Exercise description
Search the entries below for the word "push" and copy each line that has it.

[Opening Dataset records section]

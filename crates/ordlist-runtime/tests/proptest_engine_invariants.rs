//! Property-based invariant tests for the commit engine.
//!
//! For any aligned grouped list and any sequence of reorder requests:
//!
//! 1. The order stays aligned with the grouping level.
//! 2. Item moves never change the label sequence (items stay in their group).
//! 3. The order is always a permutation of the inserted ids.
//! 4. Each applied request renders exactly once; refused or unchanged ones never render.
//! 5. Every rendered frame carries the store version it was derived from.

use std::collections::HashSet;

use ordlist_core::category::{CategoryLevel, CategoryModel};
use ordlist_core::grouping::check_alignment;
use ordlist_core::id::StableId;
use ordlist_core::input::Modifiers;
use ordlist_core::item::NewItem;
use ordlist_runtime::config::EngineConfig;
use ordlist_runtime::engine::Engine;
use ordlist_runtime::events::{RenderFrame, RenderSink};
use ordlist_view::virtualized::SlotHost;
use proptest::prelude::*;

// ── Helpers ─────────────────────────────────────────────────────────────

const LABELS: [&str; 4] = ["A", "B", "C", ""];

#[derive(Default)]
struct VersionSink {
    versions: Vec<u64>,
}

impl SlotHost for VersionSink {
    type Handle = ();

    fn create_slot(&mut self) {}

    fn place_slot(&mut self, _slot: &(), _row: usize, _top: f64) {}

    fn hide_slot(&mut self, _slot: &()) {}
}

impl RenderSink for VersionSink {
    fn present(&mut self, frame: &RenderFrame<'_>) {
        self.versions.push(frame.version);
    }
}

#[derive(Debug, Clone)]
enum Op {
    Move { pick: Vec<bool>, gap: usize },
    Position { pick: usize, position: i64 },
    Nudge { pick: usize, delta: isize },
    Group { label: usize, gap: usize },
}

fn op_strategy() -> impl Strategy<Value = Op> {
    prop_oneof![
        (prop::collection::vec(any::<bool>(), 1..8), 0usize..50)
            .prop_map(|(pick, gap)| Op::Move { pick, gap }),
        (0usize..40, -3i64..50).prop_map(|(pick, position)| Op::Position { pick, position }),
        (0usize..40, -5isize..5).prop_map(|(pick, delta)| Op::Nudge { pick, delta }),
        (0usize..3, 0usize..4).prop_map(|(label, gap)| Op::Group { label, gap }),
    ]
}

fn aligned_engine(labels: &[usize]) -> (Engine<VersionSink>, Vec<StableId>) {
    let model = CategoryModel::new(vec![CategoryLevel::new("L").with_labels(["A", "B", "C"])]);
    let mut engine = Engine::new(EngineConfig::default(), model, VersionSink::default()).unwrap();
    let ids = engine.insert_batch(
        labels
            .iter()
            .enumerate()
            .map(|(i, &l)| {
                let item = NewItem::new(format!("item-{i}"), "");
                if LABELS[l].is_empty() {
                    item
                } else {
                    item.with_category(0, l as f64, LABELS[l])
                }
            })
            .collect(),
    );
    engine.set_group_level(Some(0)).unwrap();
    engine.align_to_groups();
    (engine, ids)
}

/// Make `id` the sole selection; clicking it again would deselect it.
fn select_only(engine: &mut Engine<VersionSink>, id: StableId) {
    let selection = engine.selection();
    if selection.len() != 1 || !selection.is_selected(id) {
        engine.click(id, Modifiers::NONE);
    }
}

fn label_runs(engine: &Engine<VersionSink>) -> Vec<String> {
    let mut runs: Vec<String> = Vec::new();
    for item in engine.store().all() {
        let label = item.label(0);
        if runs.last().map(String::as_str) != Some(label) {
            runs.push(label.to_string());
        }
    }
    runs
}

// ═════════════════════════════════════════════════════════════════════════
// 1-5. Reorder sequences
// ═════════════════════════════════════════════════════════════════════════

proptest! {
    #![proptest_config(ProptestConfig::with_cases(128))]

    #[test]
    fn reorders_preserve_grouping(
        labels in prop::collection::vec(0usize..LABELS.len(), 1..30),
        ops in prop::collection::vec(op_strategy(), 1..12),
    ) {
        let (mut engine, ids) = aligned_engine(&labels);
        let all: HashSet<StableId> = ids.iter().copied().collect();

        for op in ops {
            let runs_before = label_runs(&engine);
            let renders_before = engine.renders();
            let (applied, item_move) = match op {
                Op::Move { pick, gap } => {
                    let chosen: Vec<StableId> = ids
                        .iter()
                        .zip(pick.iter().cycle())
                        .filter(|(_, m)| **m)
                        .map(|(id, _)| *id)
                        .collect();
                    (engine.move_items(&chosen, gap).is_applied(), true)
                }
                Op::Position { pick, position } => {
                    select_only(&mut engine, ids[pick % ids.len()]);
                    let renders = engine.renders();
                    let applied = engine
                        .move_to_position(&position.to_string())
                        .is_ok_and(|r| r.is_applied());
                    prop_assert_eq!(engine.renders(), renders + u64::from(applied));
                    (applied, true)
                }
                Op::Nudge { pick, delta } => {
                    select_only(&mut engine, ids[pick % ids.len()]);
                    let renders = engine.renders();
                    let applied = engine.nudge_selection(delta).is_applied();
                    prop_assert_eq!(engine.renders(), renders + u64::from(applied));
                    (applied, true)
                }
                Op::Group { label, gap } => {
                    let applied = engine
                        .reorder_group(LABELS[label], gap)
                        .is_ok_and(|r| r.is_applied());
                    (applied, false)
                }
            };

            prop_assert!(check_alignment(engine.store().all(), 0).aligned);
            let now: HashSet<StableId> = engine.store().ids().into_iter().collect();
            prop_assert_eq!(&now, &all);
            if item_move {
                prop_assert_eq!(label_runs(&engine), runs_before);
            } else {
                prop_assert_eq!(engine.renders(), renders_before + u64::from(applied));
            }
            prop_assert_eq!(engine.sink().versions.last().copied(), Some(engine.version()));
        }
    }
}
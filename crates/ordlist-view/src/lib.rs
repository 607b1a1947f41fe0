#![forbid(unsafe_code)]

//! View-side geometry: virtual windows, slot recycling, drag targets, and
//! row layout.
//!
//! Nothing in this crate mutates the item store. It turns derived views into
//! rows and pixels, and pixels back into store positions.

pub mod coalescer;
pub mod drag;
pub mod layout;
pub mod virtualized;

pub use coalescer::Debouncer;
pub use drag::{DragConfig, DragKind, DragSession, GroupBlock, SlotGeometry};
pub use layout::{Layout, Row, RowMetrics};
pub use virtualized::{SlotChanges, SlotHost, SlotPool, VisibleWindow, WindowConfig};
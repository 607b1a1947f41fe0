#![forbid(unsafe_code)]

//! Category levels and their canonical label order.
//!
//! Each [`CategoryLevel`] owns an ordered label list. That order is the
//! canonical order of group blocks at the level; [`CategoryModel::rank_map`]
//! turns it into the sort keys written back onto item assignments.

use std::collections::HashMap;

use crate::error::EngineError;

/// One grouping level.
#[derive(Debug, Clone, PartialEq, Eq, Default)]
#[cfg_attr(feature = "serde", derive(serde::Serialize, serde::Deserialize))]
pub struct CategoryLevel {
    pub name: String,
    pub labels: Vec<String>,
    /// Calculated levels are derived elsewhere and never group or reorder.
    pub is_calculated: bool,
}

impl CategoryLevel {
    /// Create an editable level.
    #[must_use]
    pub fn new(name: impl Into<String>) -> Self {
        Self {
            name: name.into(),
            labels: Vec::new(),
            is_calculated: false,
        }
    }

    /// Set the initial labels.
    #[must_use]
    pub fn with_labels<I, S>(mut self, labels: I) -> Self
    where
        I: IntoIterator<Item = S>,
        S: Into<String>,
    {
        self.labels = labels.into_iter().map(Into::into).collect();
        self
    }

    /// Mark the level as calculated (read-only).
    #[must_use]
    pub fn calculated(mut self) -> Self {
        self.is_calculated = true;
        self
    }

    /// Position of `label` in the canonical order.
    #[must_use]
    pub fn position(&self, label: &str) -> Option<usize> {
        self.labels.iter().position(|l| l == label)
    }
}

/// The ordered set of category levels.
#[derive(Debug, Clone, PartialEq, Eq, Default)]
#[cfg_attr(feature = "serde", derive(serde::Serialize, serde::Deserialize))]
pub struct CategoryModel {
    levels: Vec<CategoryLevel>,
}

impl CategoryModel {
    #[must_use]
    pub fn new(levels: Vec<CategoryLevel>) -> Self {
        Self { levels }
    }

    #[must_use]
    pub fn levels(&self) -> &[CategoryLevel] {
        &self.levels
    }

    #[must_use]
    pub fn level(&self, index: usize) -> Option<&CategoryLevel> {
        self.levels.get(index)
    }

    /// Return the level if it exists and may be used for grouping.
    ///
    /// # Errors
    ///
    /// [`EngineError::UnknownLevel`] or [`EngineError::CalculatedLevel`].
    pub fn groupable(&self, index: usize) -> Result<&CategoryLevel, EngineError> {
        let level = self
            .levels
            .get(index)
            .ok_or(EngineError::UnknownLevel(index))?;
        if level.is_calculated {
            return Err(EngineError::CalculatedLevel(index));
        }
        Ok(level)
    }

    /// Replace all levels (category editor commit).
    pub fn replace(&mut self, levels: Vec<CategoryLevel>) {
        self.levels = levels;
    }

    /// `label -> rank` for a level, rank being the label's position.
    #[must_use]
    pub fn rank_map(&self, index: usize) -> HashMap<String, f64> {
        self.levels
            .get(index)
            .map(|level| {
                level
                    .labels
                    .iter()
                    .enumerate()
                    .map(|(rank, label)| (label.clone(), rank as f64))
                    .collect()
            })
            .unwrap_or_default()
    }

    /// Rank of a single label, if listed.
    #[must_use]
    pub fn rank_of(&self, index: usize, label: &str) -> Option<f64> {
        self.levels
            .get(index)
            .and_then(|level| level.position(label))
            .map(|rank| rank as f64)
    }

    /// Append a label to an editable level. Returns false if already present.
    ///
    /// # Errors
    ///
    /// Fails when the level is unknown or calculated.
    pub fn add_label(&mut self, index: usize, label: impl Into<String>) -> Result<bool, EngineError> {
        self.groupable(index)?;
        let label = label.into();
        let level = &mut self.levels[index];
        if level.position(&label).is_some() {
            return Ok(false);
        }
        level.labels.push(label);
        Ok(true)
    }

    /// Remove a label from an editable level. Returns false if absent.
    ///
    /// # Errors
    ///
    /// Fails when the level is unknown or calculated.
    pub fn remove_label(&mut self, index: usize, label: &str) -> Result<bool, EngineError> {
        self.groupable(index)?;
        let level = &mut self.levels[index];
        match level.position(label) {
            Some(pos) => {
                level.labels.remove(pos);
                Ok(true)
            }
            None => Ok(false),
        }
    }

    /// Move `label` so that it ends up at `to` in the label list.
    ///
    /// `to` is clamped to the list. Returns false when the label already sits
    /// at `to`.
    ///
    /// # Errors
    ///
    /// Fails when the level is unknown, calculated, or the label is absent.
    pub fn move_label(&mut self, index: usize, label: &str, to: usize) -> Result<bool, EngineError> {
        self.groupable(index)?;
        let level = &mut self.levels[index];
        let from = level
            .position(label)
            .ok_or_else(|| EngineError::UnknownLabel(label.to_string()))?;
        let to = to.min(level.labels.len() - 1);
        if from == to {
            return Ok(false);
        }
        let moved = level.labels.remove(from);
        level.labels.insert(to, moved);
        Ok(true)
    }

    /// Move `label` directly before `anchor`, or to the end when `anchor` is `None`.
    ///
    /// # Errors
    ///
    /// Fails when the level is unknown, calculated, or either label is absent.
    pub fn move_label_before(
        &mut self,
        index: usize,
        label: &str,
        anchor: Option<&str>,
    ) -> Result<bool, EngineError> {
        self.groupable(index)?;
        let level = &mut self.levels[index];
        let from = level
            .position(label)
            .ok_or_else(|| EngineError::UnknownLabel(label.to_string()))?;
        let moved = level.labels.remove(from);
        let to = match anchor {
            Some(anchor) => match level.position(anchor) {
                Some(pos) => pos,
                None => {
                    level.labels.insert(from, moved);
                    return Err(EngineError::UnknownLabel(anchor.to_string()));
                }
            },
            None => level.labels.len(),
        };
        level.labels.insert(to, moved);
        Ok(to != from)
    }
}
#![forbid(unsafe_code)]

//! Trailing-edge debouncing for high-frequency inputs.
//!
//! Scroll positions and search text arrive far faster than it is worth
//! recomputing derived views. A [`Debouncer`] keeps only the latest value and
//! releases it once no newer value has arrived for `delay`. The final value
//! of a burst is always released, either by [`Debouncer::poll`] after the
//! delay or by an explicit [`Debouncer::flush`].
//!
//! Time is passed in explicitly so the host's event loop (and tests) own the
//! clock.
//!
//! ```
//! use std::time::{Duration, Instant};
//! use ordlist_view::coalescer::Debouncer;
//!
//! let start = Instant::now();
//! let mut search = Debouncer::new(Duration::from_millis(300));
//! search.push("g", start);
//! search.push("ga", start + Duration::from_millis(100));
//! assert_eq!(search.poll(start + Duration::from_millis(200)), None);
//! assert_eq!(search.poll(start + Duration::from_millis(400)), Some("ga"));
//! ```

use std::time::{Duration, Instant};

/// Default scroll coalescing delay: one animation frame.
pub const SCROLL_DEBOUNCE: Duration = Duration::from_millis(16);

/// Default search-text coalescing delay.
pub const SEARCH_DEBOUNCE: Duration = Duration::from_millis(300);

/// Latest-wins trailing-edge debouncer.
///
/// Not thread-safe; owned by the single event-processing thread.
#[derive(Debug, Clone)]
pub struct Debouncer<T> {
    delay: Duration,
    pending: Option<(T, Instant)>,
    coalesced: u64,
}

impl<T> Debouncer<T> {
    #[must_use]
    pub fn new(delay: Duration) -> Self {
        Self {
            delay,
            pending: None,
            coalesced: 0,
        }
    }

    #[must_use]
    pub fn delay(&self) -> Duration {
        self.delay
    }

    pub fn set_delay(&mut self, delay: Duration) {
        self.delay = delay;
    }

    #[must_use]
    pub fn is_pending(&self) -> bool {
        self.pending.is_some()
    }

    /// Values replaced by a newer one before release.
    #[must_use]
    pub fn coalesced(&self) -> u64 {
        self.coalesced
    }

    /// When the pending value becomes due, if any.
    #[must_use]
    pub fn deadline(&self) -> Option<Instant> {
        self.pending.as_ref().map(|(_, at)| *at + self.delay)
    }

    /// Record a new value, replacing any pending one.
    pub fn push(&mut self, value: T, now: Instant) {
        if self.pending.is_some() {
            self.coalesced += 1;
        }
        self.pending = Some((value, now));
    }

    /// Release the pending value if its quiet period has elapsed.
    pub fn poll(&mut self, now: Instant) -> Option<T> {
        let due = self.deadline().is_some_and(|deadline| now >= deadline);
        if due { self.flush() } else { None }
    }

    /// Release the pending value immediately.
    pub fn flush(&mut self) -> Option<T> {
        self.pending.take().map(|(value, _)| value)
    }

    /// Drop the pending value.
    pub fn cancel(&mut self) {
        self.pending = None;
    }
}
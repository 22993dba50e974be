use axum::{
    Json, Router,
    extract::{Query, State},
    response::Html,
    routing::{get, post},
};
use serde::{Deserialize, Serialize};
use tower_http::{services::ServeDir, trace::TraceLayer};

use crate::catalog::{DOWNLOADS_PREFIX, VideoRecord, file_name_from_local_path};
use crate::downloader::DownloadState;
use crate::error::{AppError, AppResult};
use crate::state::{AppState, INDEX_TEMPLATE};

#[derive(Debug, Serialize, Deserialize)]
pub struct MessageResponse {
    pub message: String,
}

impl MessageResponse {
    fn new(message: &str) -> Json<Self> {
        Json(Self {
            message: message.to_string(),
        })
    }
}

#[derive(Debug, Deserialize)]
pub struct DownloadRequest {
    pub url: String,
}

#[derive(Debug, Deserialize)]
pub struct ProgressQuery {
    pub url: String,
}

#[derive(Debug, Serialize)]
pub struct ProgressResponse {
    pub progress: f64,
    #[serde(skip_serializing_if = "Option::is_none")]
    pub status: Option<DownloadState>,
    #[serde(skip_serializing_if = "Option::is_none")]
    pub error: Option<String>,
}

#[derive(Debug, Deserialize)]
pub struct DeleteRequest {
    #[serde(default)]
    pub local_path: Option<String>,
}

pub async fn home(State(state): State<AppState>) -> AppResult<Html<String>> {
    let videos = state.catalog.load().await;
    let mut context = tera::Context::new();
    context.insert("videos", &videos);
    let page = state.templates.render(INDEX_TEMPLATE, &context)?;
    Ok(Html(page))
}

pub async fn start_download(
    State(state): State<AppState>,
    Json(request): Json<DownloadRequest>,
) -> Json<MessageResponse> {
    state
        .queue
        .start_download_in_background(state.orchestrator.clone(), request.url);
    MessageResponse::new("Download started")
}

pub async fn get_progress(
    State(state): State<AppState>,
    Query(query): Query<ProgressQuery>,
) -> Json<ProgressResponse> {
    let response = match state.progress.entry(&query.url) {
        Some(entry) => ProgressResponse {
            progress: entry.percent,
            status: Some(entry.state),
            error: entry.error,
        },
        None => ProgressResponse {
            progress: state.progress.read(&query.url),
            status: None,
            error: None,
        },
    };
    Json(response)
}

pub async fn video_list(State(state): State<AppState>) -> Json<Vec<VideoRecord>> {
    Json(state.catalog.load().await)
}

pub async fn delete_video(
    State(state): State<AppState>,
    Json(request): Json<DeleteRequest>,
) -> AppResult<Json<MessageResponse>> {
    let local_path = request
        .local_path
        .filter(|p| !p.is_empty())
        .ok_or_else(|| AppError::BadRequest("Invalid request".to_string()))?;

    if local_path.split(['/', '\\']).any(|component| component == "..") {
        return Err(AppError::BadRequest("Invalid request".to_string()));
    }

    match file_name_from_local_path(&local_path) {
        Some(file_name) => {
            let file_path = state.download_dir.join(file_name);
            match tokio::fs::remove_file(&file_path).await {
                Ok(()) => tracing::info!("Deleted video file: {}", file_path.display()),
                Err(e) if e.kind() == std::io::ErrorKind::NotFound => {
                    tracing::debug!("Video file already gone: {}", file_path.display());
                }
                Err(e) => return Err(e.into()),
            }
        }
        None => {
            tracing::warn!(
                "Path {} is outside {}, only removing the catalog entry",
                local_path,
                DOWNLOADS_PREFIX
            );
        }
    }

    state.catalog.remove(&local_path).await?;
    Ok(MessageResponse::new("Video deleted"))
}

pub fn create_router(state: AppState) -> Router {
    Router::new()
        .route("/", get(home))
        .route("/download", post(start_download))
        .route("/progress", get(get_progress))
        .route("/video-list", get(video_list))
        .route("/delete", post(delete_video))
        .nest_service(DOWNLOADS_PREFIX, ServeDir::new(&state.download_dir))
        .nest_service("/static", ServeDir::new(&state.static_dir))
        .layer(TraceLayer::new_for_http())
        .with_state(state)
}
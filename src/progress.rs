//! In-memory download progress keyed by source URL.
//!
//! Entries are created on submission and updated from engine callbacks. They are never
//! evicted and do not survive a restart.

use regex::Regex;
use std::{
    collections::HashMap,
    sync::{LazyLock, RwLock},
};

use crate::downloader::{DownloadState, ProgressEvent};

static ANSI_ESCAPE: LazyLock<Regex> =
    LazyLock::new(|| Regex::new(r"\x1b\[[0-9;]*m").expect("valid ANSI regex"));

/// Parses an engine percentage string such as `"\x1b[0;94m 42.5%\x1b[0m"` into `42.5`
pub fn parse_percent(raw: &str) -> Option<f64> {
    let cleaned = ANSI_ESCAPE.replace_all(raw, "");
    let trimmed = cleaned.trim();
    let number = trimmed.strip_suffix('%').unwrap_or(trimmed).trim();
    number.parse::<f64>().ok().filter(|v| v.is_finite())
}

#[derive(Debug, Clone, PartialEq)]
pub struct ProgressEntry {
    pub percent: f64,
    pub state: DownloadState,
    pub error: Option<String>,
}

#[derive(Debug, Default)]
pub struct ProgressTracker {
    entries: RwLock<HashMap<String, ProgressEntry>>,
}

impl ProgressTracker {
    pub fn new() -> Self {
        Self::default()
    }

    /// Stores `percent` for `id`, marking it as downloading
    pub fn record(&self, id: &str, percent: f64) {
        self.update(id, |entry| {
            entry.percent = percent;
            entry.state = DownloadState::Downloading;
            entry.error = None;
        });
    }

    /// Percentage for `id`, `0` when nothing was recorded
    pub fn read(&self, id: &str) -> f64 {
        self.entry(id).map(|e| e.percent).unwrap_or(0.0)
    }

    #[cfg(test)]
    pub fn status(&self, id: &str) -> Option<DownloadState> {
        self.entry(id).map(|e| e.state)
    }

    pub fn entry(&self, id: &str) -> Option<ProgressEntry> {
        match self.entries.read() {
            Ok(entries) => entries.get(id).cloned(),
            Err(poisoned) => poisoned.into_inner().get(id).cloned(),
        }
    }

    /// Applies an engine callback event
    pub fn apply(&self, id: &str, event: ProgressEvent) {
        match event {
            ProgressEvent::Downloading { percent_str } => match parse_percent(&percent_str) {
                Some(percent) => self.record(id, percent),
                None => tracing::trace!(url = %id, raw = %percent_str, "Unparseable progress"),
            },
            ProgressEvent::Finished => self.record(id, 100.0),
        }
    }

    /// Resets `id` to 0% in the pending state, used when a URL is (re)submitted
    pub fn mark_pending(&self, id: &str) {
        self.update(id, |entry| {
            *entry = ProgressEntry {
                percent: 0.0,
                state: DownloadState::Pending,
                error: None,
            };
        });
    }

    pub fn mark_done(&self, id: &str) {
        self.update(id, |entry| {
            entry.percent = 100.0;
            entry.state = DownloadState::Done;
            entry.error = None;
        });
    }

    /// Keeps the last percentage so a stalled download stays visible
    pub fn mark_failed(&self, id: &str, message: impl Into<String>) {
        let message = message.into();
        self.update(id, |entry| {
            entry.state = DownloadState::Error;
            entry.error = Some(message);
        });
    }

    fn update(&self, id: &str, f: impl FnOnce(&mut ProgressEntry)) {
        let mut entries = match self.entries.write() {
            Ok(guard) => guard,
            Err(poisoned) => poisoned.into_inner(),
        };
        let entry = entries.entry(id.to_string()).or_insert(ProgressEntry {
            percent: 0.0,
            state: DownloadState::Pending,
            error: None,
        });
        f(entry);
    }
}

[Closing Dataset records section]

Answer box
        self.versions.push(frame.version);
            runs.push(label.to_string());
        level.labels.push(label);
//! search.push("g", start);
//! search.push("ga", start + Duration::from_millis(100));
    pub fn push(&mut self, value: T, now: Instant) {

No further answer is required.